[DATA UNDER STUDY — start]

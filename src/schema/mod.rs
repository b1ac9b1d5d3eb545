mod blocks;
mod types;

pub use blocks::{substitute_block, TagTemplate};
pub use types::{
    Config, ContentKind, ContentTypeDefinition, DelimiterSpec, Dialect, FieldDefinition,
    FieldType, ListSpec, MediaDefinition, PatternSpec, SerializationFormat, ViewOptions,
};

/// Type tag of the structural nested-object field.
pub const OBJECT_TAG: &str = "object";

#[cfg(test)]
#[path = "types_tests.rs"]
mod tests;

[DATA UNDER STUDY — finish]

▶ **INSTRUCTIONS FOR THE TASK**
Each line above is to be set down again verbatim.

▶ **FINISHED EXERCISE**
filename src/schema/mod.rs
repository b1ac9b1d5d3eb545
mod blocks;
mod types;

pub use blocks::{substitute_block, TagTemplate};
pub use types::{
    Config, ContentKind, ContentTypeDefinition, DelimiterSpec, Dialect, FieldDefinition,
    FieldType, ListSpec, MediaDefinition, PatternSpec, SerializationFormat, ViewOptions,
};

/// Type tag of the structural nested-object field.
pub const OBJECT_TAG: &str = "object";

#[cfg(test)]
#[path = "types_tests.rs"]
mod tests;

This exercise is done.